CONGRESS FINANCIAL CORPORATION (WESTERN)
Exhibit 4.14
CONGRESS FINANCIAL CORPORATION (WESTERN)
000 Xxxxx Xxxx Xxxxxx, Xxxxx 000
Xxxxxxxx, Xxxxxxxxxx 00000
December 31, 0000
Xxxxxxxxxxxx Xxxxxxx Inc.
Air Freight Consolidators International, Inc.
LEP Fairs Inc.
0000 Xxxx Xxxx Xxxx, Xxxxx 000
Xxxxx Xxx, Xxxxxxxxxx 00000
Attn: Xxxxx Xxxxxx
Matrix International Logistics, Inc.
000 Xxxxx Xxxxxxx Xxxxxx
Xxxxxxxxxx, Xxxxxxxx 00000
Attn: Xxxxx Xxxxxx
Re: Amendment to Section 1.27(j) of Amended and Restated Loan and Security Agreement
Ladies and Gentlemen:
Reference is hereby made to that certain Amended and Restated Loan and Security Agreement dated as of November 7, 2001 (the “Loan Agreement”) by and among Congress Financial Corporation (Western) (“Lender”), Geologistics Americas Inc., Air Freight Consolidators International, Inc., LEP Fairs Inc. and Matrix International Logistics, Inc. (each a “Borrower” and collectively, “Borrowers”). Capitalized terms used herein without definition shall have the meanings set forth in the Loan Agreement.

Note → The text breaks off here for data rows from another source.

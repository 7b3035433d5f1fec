use std::any::{Any, TypeId};
use std::fmt;
use std::str::FromStr;
use std::sync::Arc;

use chrono::{DateTime, TimeDelta, Utc};
use serde::{Deserialize, Serialize};

use crate::pick::{Array, Foreign, PickError, Primitive, PrimitiveKind, Value};

mod duration;
pub(crate) mod error;
mod instant;
mod scalar;
mod sequence;
mod text;
mod typed;

#[cfg(test)]
mod tests;

pub use duration::{DurationOptions, DurationUnit, parse_duration};
pub use error::{ConvertError, ConvertErrorKind, Partial};
pub use instant::{BytesFormat, InstantOptions, InstantUnit, TimeFormat, encode_instant_binary};
pub use typed::{Convert, TypeDesc, TypeRegistry, TypeShape};

/// Options for every conversion that is configurable.
#[derive(Debug, Clone, Default, PartialEq, Eq, Serialize, Deserialize)]
#[serde(default)]
pub struct ConvertOptions {
	/// Instant conversion options.
	pub instant: InstantOptions,
	/// Duration conversion options.
	pub duration: DurationOptions,
}

/// Value-level conversion target, as named on the command line.
#[derive(Debug, Clone, Copy, PartialEq, Eq)]
pub enum Target {
	/// One primitive.
	Primitive(PrimitiveKind),
	/// Typed array of one primitive.
	Sequence(PrimitiveKind),
	/// UTC instant.
	Instant,
	/// Signed nanosecond duration.
	Duration,
}

impl fmt::Display for Target {
	fn fmt(&self, f: &mut fmt::Formatter<'_>) -> fmt::Result {
		match self {
			Self::Primitive(kind) => write!(f, "{kind}"),
			Self::Sequence(kind) => write!(f, "[{kind}]"),
			Self::Instant => f.write_str("instant"),
			Self::Duration => f.write_str("duration"),
		}
	}
}

impl FromStr for Target {
	type Err = PickError;

	fn from_str(s: &str) -> Result<Self, Self::Err> {
		match s {
			"instant" | "time" => Ok(Self::Instant),
			"duration" => Ok(Self::Duration),
			"bytes" => Ok(Self::Sequence(PrimitiveKind::U8)),
			_ => match s.strip_prefix('[').and_then(|rest| rest.strip_suffix(']')) {
				Some(element) => Ok(Self::Sequence(element.parse()?)),
				None => Ok(Self::Primitive(s.parse()?)),
			},
		}
	}
}

/// Conversion engine.
///
/// Stateless apart from its options and type registry; one converter can be
/// shared across threads.
#[derive(Debug, Clone)]
pub struct Converter {
	/// Instant and duration options used by [`convert_to`](Self::convert_to).
	pub options: ConvertOptions,
	registry: Arc<TypeRegistry>,
}

impl Default for Converter {
	fn default() -> Self {
		Self::new(ConvertOptions::default())
	}
}

impl Converter {
	/// Converter over the shared default registry.
	pub fn new(options: ConvertOptions) -> Self {
		Self {
			options,
			registry: TypeRegistry::global(),
		}
	}

	/// Replace the type registry used by [`convert_by_type`](Self::convert_by_type).
	pub fn with_registry(mut self, registry: TypeRegistry) -> Self {
		self.registry = Arc::new(registry);
		self
	}

	/// Type registry in use.
	pub fn registry(&self) -> &TypeRegistry {
		&self.registry
	}

	/// Convert into one primitive.
	pub fn convert(&self, value: &Value, kind: PrimitiveKind) -> Result<Primitive, ConvertError> {
		scalar::to_primitive(value, kind).map_err(|fault| fault.into_error(value, kind, Partial::Primitive))
	}

	/// Convert into a typed array of `kind`.
	pub fn convert_sequence(&self, value: &Value, kind: PrimitiveKind) -> Result<Array, ConvertError> {
		sequence::to_array(value, kind)
	}

	/// Convert into a UTC instant.
	pub fn convert_instant(&self, value: &Value, options: &InstantOptions) -> Result<DateTime<Utc>, ConvertError> {
		instant::to_instant(value, options)
	}

	/// Convert into a signed nanosecond duration.
	pub fn convert_duration(&self, value: &Value, options: &DurationOptions) -> Result<TimeDelta, ConvertError> {
		duration::to_duration(value, options)
	}

	/// Convert into `T`.
	///
	/// A foreign value that already holds a `T` is returned as is.
	pub fn convert_to<T: Convert>(&self, value: &Value) -> Result<T, ConvertError> {
		if let Some(held) = held::<T>(value) {
			return Ok(held);
		}
		T::convert(value, self)
	}

	/// Convert into `T`, accepting the best-effort value of a recoverable error.
	pub fn convert_lossy<T: Convert>(&self, value: &Value) -> Result<T, ConvertError> {
		match self.convert_to::<T>(value) {
			Ok(converted) => Ok(converted),
			Err(err) if err.is_recoverable() => match err.partial.clone().and_then(T::from_partial) {
				Some(partial) => Ok(partial),
				None => Err(err),
			},
			Err(err) => Err(err),
		}
	}

	/// Convert into the type identified by `type_id`, boxed.
	///
	/// Primitives and `Vec`s of primitives are answered directly; every other
	/// type must be in the registry. Registered types go through
	/// [`Converter::convert_to`], so a foreign value already holding the type
	/// is returned as is.
	pub fn convert_by_type(&self, value: &Value, type_id: TypeId) -> Result<Box<dyn Any + Send>, ConvertError> {
		if let Some(kind) = PrimitiveKind::of_type_id(type_id) {
			return self.convert(value, kind).map(Primitive::into_any);
		}
		if let Some(kind) = PrimitiveKind::of_sequence_type_id(type_id) {
			return self.convert_sequence(value, kind).map(Array::into_any);
		}
		match self.registry.get(type_id) {
			Some(desc) => desc.convert(value, self),
			None => Err(ConvertError::new(ConvertErrorKind::InvalidType, value, format!("{type_id:?}"))),
		}
	}

	/// Convert into a [`Target`], producing a value again.
	///
	/// Instants and durations come back as [`Value::Foreign`].
	pub fn convert_value(&self, value: &Value, target: Target) -> Result<Value, ConvertError> {
		Ok(match target {
			Target::Primitive(kind) => self.convert(value, kind)?.into(),
			Target::Sequence(kind) => Value::Array(self.convert_sequence(value, kind)?),
			Target::Instant => Value::Foreign(Foreign::new(self.convert_instant(value, &self.options.instant)?)),
			Target::Duration => Value::Foreign(Foreign::new(self.convert_duration(value, &self.options.duration)?)),
		})
	}

	/// Basic value behind a foreign alias.
	pub fn to_basic(&self, value: &Value) -> Result<Value, ConvertError> {
		match value {
			Value::Ref(inner) => self.to_basic(inner),
			Value::Foreign(foreign) => match foreign.to_basic() {
				Ok(Some(basic)) => Ok(basic),
				Ok(None) => Err(ConvertError::new(ConvertErrorKind::CannotConvertToBasic, value, "basic value")),
				Err(kind) => Err(ConvertError::new(kind, value, "basic value")),
			},
			_ => Err(ConvertError::new(ConvertErrorKind::AlreadyBasicType, value, "basic value")),
		}
	}
}

fn held<T: Convert>(value: &Value) -> Option<T> {
	match value {
		Value::Foreign(foreign) => foreign.downcast_ref::<T>().cloned(),
		Value::Ref(inner) => held(inner),
		_ => None,
	}
}

/// Convert `value` into `T` with default options.
pub fn convert<T: Convert>(value: &Value) -> Result<T, ConvertError> {
	Converter::default().convert_to(value)
}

Borrowers and Lender now wish to further amend Section 1.27(j) of the Loan Agreement to read in its entirety as follows:
“(j) the account debtors with respect to such Accounts are not the United States of America, a State, political subdivision, department, agency or instrumentality thereof unless either (i) no more than One Million Two Hundred Fifty Thousand Dollars ($1,250,000) of the aggregate amount of Loans available to be advanced against such Accounts are outstanding; provided, however, in the event that the “Obligations” of BVL and BWS to Lender under the BVL/BWS Loan Agreement are fully and indefeasibly paid and the obligation of Lender to continue to make loans and advances or provide other financial accommodations thereunder is terminated, then such amount shall be increased to Two Million Five Hundred Thousand Dollars
($2,500,000) or (ii) the Federal Assignment of Claims Act of 1940, as amended or any similar State or local law, if applicable, has been complied with in a manner satisfactory to Lender;”
Except as specifically referenced in this letter, the terms of the Loan Agreement and the other Financing Agreements are not modified in any way and said agreements shall continue to be in full force and effect.
Please indicate your acknowledgement and agreement with the foregoing by signing this letter in the spaces provided below and returning the original to Lender as soon as possible.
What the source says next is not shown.